* _TASK STATEMENT_
Search the records below for the word "true". Pull out each line that has it.

SOURCE MATERIAL: Begin

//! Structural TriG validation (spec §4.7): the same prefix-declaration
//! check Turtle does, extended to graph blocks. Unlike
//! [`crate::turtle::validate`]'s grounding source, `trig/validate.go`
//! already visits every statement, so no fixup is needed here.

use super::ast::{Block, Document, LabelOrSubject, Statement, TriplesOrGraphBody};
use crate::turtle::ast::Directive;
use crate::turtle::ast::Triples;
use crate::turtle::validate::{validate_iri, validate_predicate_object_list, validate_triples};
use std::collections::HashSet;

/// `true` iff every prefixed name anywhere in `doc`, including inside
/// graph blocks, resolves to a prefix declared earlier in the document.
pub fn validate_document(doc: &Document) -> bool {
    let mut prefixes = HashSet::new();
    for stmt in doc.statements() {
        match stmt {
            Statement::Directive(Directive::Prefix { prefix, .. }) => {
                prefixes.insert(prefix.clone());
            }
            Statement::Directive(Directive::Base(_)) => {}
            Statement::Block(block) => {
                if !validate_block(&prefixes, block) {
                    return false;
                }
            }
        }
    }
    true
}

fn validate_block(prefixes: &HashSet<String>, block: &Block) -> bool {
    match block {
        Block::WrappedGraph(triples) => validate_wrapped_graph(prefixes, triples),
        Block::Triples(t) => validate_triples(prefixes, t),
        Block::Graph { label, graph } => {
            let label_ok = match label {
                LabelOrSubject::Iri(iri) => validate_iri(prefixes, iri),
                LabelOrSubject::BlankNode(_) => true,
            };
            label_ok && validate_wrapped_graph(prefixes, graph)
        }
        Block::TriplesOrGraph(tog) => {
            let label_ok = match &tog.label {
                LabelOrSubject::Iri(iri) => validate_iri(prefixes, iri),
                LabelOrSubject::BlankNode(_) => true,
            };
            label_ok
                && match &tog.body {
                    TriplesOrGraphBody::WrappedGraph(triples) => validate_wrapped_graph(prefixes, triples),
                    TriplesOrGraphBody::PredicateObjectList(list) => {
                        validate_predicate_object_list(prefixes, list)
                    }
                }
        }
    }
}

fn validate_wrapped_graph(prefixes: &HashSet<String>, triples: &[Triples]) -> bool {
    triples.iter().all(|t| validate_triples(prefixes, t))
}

SOURCE MATERIAL: End

* _REPLY TO THE EXERCISE_
/// `true` iff every prefixed name anywhere in `doc`, including inside
    true
                LabelOrSubject::BlankNode(_) => true,
                LabelOrSubject::BlankNode(_) => true,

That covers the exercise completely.